**Brief:** Scan the entries below for "BridgeError" and copy each line that holds it.

**Records to use:**
========================================

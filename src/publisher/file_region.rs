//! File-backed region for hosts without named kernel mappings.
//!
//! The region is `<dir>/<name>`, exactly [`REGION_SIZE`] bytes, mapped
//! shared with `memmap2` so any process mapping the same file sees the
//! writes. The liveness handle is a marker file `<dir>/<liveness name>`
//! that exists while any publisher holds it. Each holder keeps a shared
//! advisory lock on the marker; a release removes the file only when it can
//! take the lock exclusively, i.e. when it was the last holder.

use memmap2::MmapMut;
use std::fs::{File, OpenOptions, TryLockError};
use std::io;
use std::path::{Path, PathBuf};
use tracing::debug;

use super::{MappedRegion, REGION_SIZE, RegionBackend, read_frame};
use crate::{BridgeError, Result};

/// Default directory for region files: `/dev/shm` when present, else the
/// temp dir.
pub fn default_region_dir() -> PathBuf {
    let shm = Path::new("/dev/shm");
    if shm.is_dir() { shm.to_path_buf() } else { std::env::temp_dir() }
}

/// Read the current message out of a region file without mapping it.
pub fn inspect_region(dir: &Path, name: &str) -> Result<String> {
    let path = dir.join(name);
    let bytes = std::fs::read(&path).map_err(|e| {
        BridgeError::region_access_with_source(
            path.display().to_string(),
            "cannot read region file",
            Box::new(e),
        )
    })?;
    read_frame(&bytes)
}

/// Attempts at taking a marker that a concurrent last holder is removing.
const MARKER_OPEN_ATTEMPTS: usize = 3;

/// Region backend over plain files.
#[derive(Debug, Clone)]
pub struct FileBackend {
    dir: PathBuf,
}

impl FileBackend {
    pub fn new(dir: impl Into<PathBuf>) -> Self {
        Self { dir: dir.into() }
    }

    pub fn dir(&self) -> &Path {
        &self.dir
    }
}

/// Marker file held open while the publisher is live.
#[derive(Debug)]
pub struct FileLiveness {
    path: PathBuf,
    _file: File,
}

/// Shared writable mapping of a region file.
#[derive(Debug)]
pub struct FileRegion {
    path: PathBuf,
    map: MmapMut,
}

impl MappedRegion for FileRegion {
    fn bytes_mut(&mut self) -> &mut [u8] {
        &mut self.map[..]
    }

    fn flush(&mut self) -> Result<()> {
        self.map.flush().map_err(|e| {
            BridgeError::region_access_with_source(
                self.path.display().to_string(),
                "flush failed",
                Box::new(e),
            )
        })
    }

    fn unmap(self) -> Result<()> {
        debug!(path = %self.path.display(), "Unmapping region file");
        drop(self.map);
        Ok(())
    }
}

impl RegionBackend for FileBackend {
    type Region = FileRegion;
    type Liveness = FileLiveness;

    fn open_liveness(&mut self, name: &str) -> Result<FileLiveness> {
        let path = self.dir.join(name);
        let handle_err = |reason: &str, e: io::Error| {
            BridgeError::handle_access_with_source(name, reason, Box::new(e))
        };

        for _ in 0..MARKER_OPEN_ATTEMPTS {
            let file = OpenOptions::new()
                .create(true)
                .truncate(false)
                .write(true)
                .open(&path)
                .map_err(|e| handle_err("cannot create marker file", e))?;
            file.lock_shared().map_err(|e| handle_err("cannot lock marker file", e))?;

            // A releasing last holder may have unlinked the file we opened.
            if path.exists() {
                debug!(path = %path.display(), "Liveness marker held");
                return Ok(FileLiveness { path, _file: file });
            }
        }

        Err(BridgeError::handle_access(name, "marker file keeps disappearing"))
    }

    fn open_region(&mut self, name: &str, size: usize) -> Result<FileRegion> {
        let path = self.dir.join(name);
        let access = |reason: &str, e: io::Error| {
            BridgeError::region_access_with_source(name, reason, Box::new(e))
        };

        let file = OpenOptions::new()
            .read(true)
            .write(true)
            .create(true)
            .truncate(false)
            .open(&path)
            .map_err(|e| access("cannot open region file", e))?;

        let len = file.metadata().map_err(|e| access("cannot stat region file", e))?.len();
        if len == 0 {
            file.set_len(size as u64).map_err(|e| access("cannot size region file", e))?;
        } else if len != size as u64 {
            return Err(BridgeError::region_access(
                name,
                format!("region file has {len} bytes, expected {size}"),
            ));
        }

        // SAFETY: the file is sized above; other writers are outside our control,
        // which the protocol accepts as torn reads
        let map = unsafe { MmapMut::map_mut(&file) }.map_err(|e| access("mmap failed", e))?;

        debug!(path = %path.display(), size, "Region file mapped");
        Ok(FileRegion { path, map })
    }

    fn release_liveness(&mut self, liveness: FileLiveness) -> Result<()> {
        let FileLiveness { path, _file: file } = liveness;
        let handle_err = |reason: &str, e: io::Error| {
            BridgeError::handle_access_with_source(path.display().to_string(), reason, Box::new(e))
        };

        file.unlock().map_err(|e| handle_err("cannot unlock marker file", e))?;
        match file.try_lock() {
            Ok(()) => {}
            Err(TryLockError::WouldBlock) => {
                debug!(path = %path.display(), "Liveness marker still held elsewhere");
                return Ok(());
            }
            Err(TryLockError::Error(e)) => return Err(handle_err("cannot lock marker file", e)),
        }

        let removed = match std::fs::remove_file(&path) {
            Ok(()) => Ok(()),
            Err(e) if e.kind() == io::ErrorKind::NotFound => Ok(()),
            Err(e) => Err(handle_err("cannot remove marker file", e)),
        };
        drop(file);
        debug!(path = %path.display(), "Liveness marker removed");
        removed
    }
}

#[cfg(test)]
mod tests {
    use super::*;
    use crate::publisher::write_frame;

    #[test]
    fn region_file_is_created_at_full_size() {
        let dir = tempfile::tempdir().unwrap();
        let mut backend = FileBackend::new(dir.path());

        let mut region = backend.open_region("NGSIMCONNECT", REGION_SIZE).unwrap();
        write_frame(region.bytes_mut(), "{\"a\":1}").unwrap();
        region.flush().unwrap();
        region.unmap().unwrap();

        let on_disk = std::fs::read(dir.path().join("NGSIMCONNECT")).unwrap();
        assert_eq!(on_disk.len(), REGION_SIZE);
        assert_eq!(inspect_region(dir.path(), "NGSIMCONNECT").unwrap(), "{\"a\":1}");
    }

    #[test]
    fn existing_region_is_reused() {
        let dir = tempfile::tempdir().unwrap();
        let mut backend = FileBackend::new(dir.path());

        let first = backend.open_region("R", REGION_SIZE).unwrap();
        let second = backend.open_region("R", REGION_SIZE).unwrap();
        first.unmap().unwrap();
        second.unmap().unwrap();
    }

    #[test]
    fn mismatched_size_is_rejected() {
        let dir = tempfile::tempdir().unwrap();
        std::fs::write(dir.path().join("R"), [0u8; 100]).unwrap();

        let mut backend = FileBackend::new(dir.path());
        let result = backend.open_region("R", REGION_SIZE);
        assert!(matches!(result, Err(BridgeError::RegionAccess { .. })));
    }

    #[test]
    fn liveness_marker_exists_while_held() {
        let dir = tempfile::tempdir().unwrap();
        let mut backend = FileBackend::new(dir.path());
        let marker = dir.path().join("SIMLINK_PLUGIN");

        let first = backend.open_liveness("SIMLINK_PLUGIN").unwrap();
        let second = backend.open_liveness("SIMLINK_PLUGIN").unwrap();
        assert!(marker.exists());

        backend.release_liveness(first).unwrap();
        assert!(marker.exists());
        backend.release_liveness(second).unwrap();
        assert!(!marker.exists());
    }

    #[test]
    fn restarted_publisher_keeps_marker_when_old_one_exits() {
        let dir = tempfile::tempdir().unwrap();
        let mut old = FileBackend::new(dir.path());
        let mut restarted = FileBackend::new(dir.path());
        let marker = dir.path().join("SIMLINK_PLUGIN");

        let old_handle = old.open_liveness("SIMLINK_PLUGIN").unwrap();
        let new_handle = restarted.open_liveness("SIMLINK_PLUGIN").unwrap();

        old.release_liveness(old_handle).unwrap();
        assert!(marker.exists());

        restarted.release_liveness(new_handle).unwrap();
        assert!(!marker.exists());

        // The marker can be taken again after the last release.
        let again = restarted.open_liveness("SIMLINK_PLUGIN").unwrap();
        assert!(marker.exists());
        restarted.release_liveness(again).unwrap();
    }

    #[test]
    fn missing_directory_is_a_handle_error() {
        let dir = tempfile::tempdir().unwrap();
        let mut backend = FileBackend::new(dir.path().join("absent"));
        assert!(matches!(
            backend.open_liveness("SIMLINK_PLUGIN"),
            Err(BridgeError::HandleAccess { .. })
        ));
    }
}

========================================

**Reply to the exercise:**
use crate::{BridgeError, Result};
        BridgeError::region_access_with_source(
            BridgeError::region_access_with_source(
            BridgeError::handle_access_with_source(name, reason, Box::new(e))
        Err(BridgeError::handle_access(name, "marker file keeps disappearing"))
            BridgeError::region_access_with_source(name, reason, Box::new(e))
            return Err(BridgeError::region_access(
            BridgeError::handle_access_with_source(path.display().to_string(), reason, Box::new(e))
        assert!(matches!(result, Err(BridgeError::RegionAccess { .. })));
            Err(BridgeError::HandleAccess { .. })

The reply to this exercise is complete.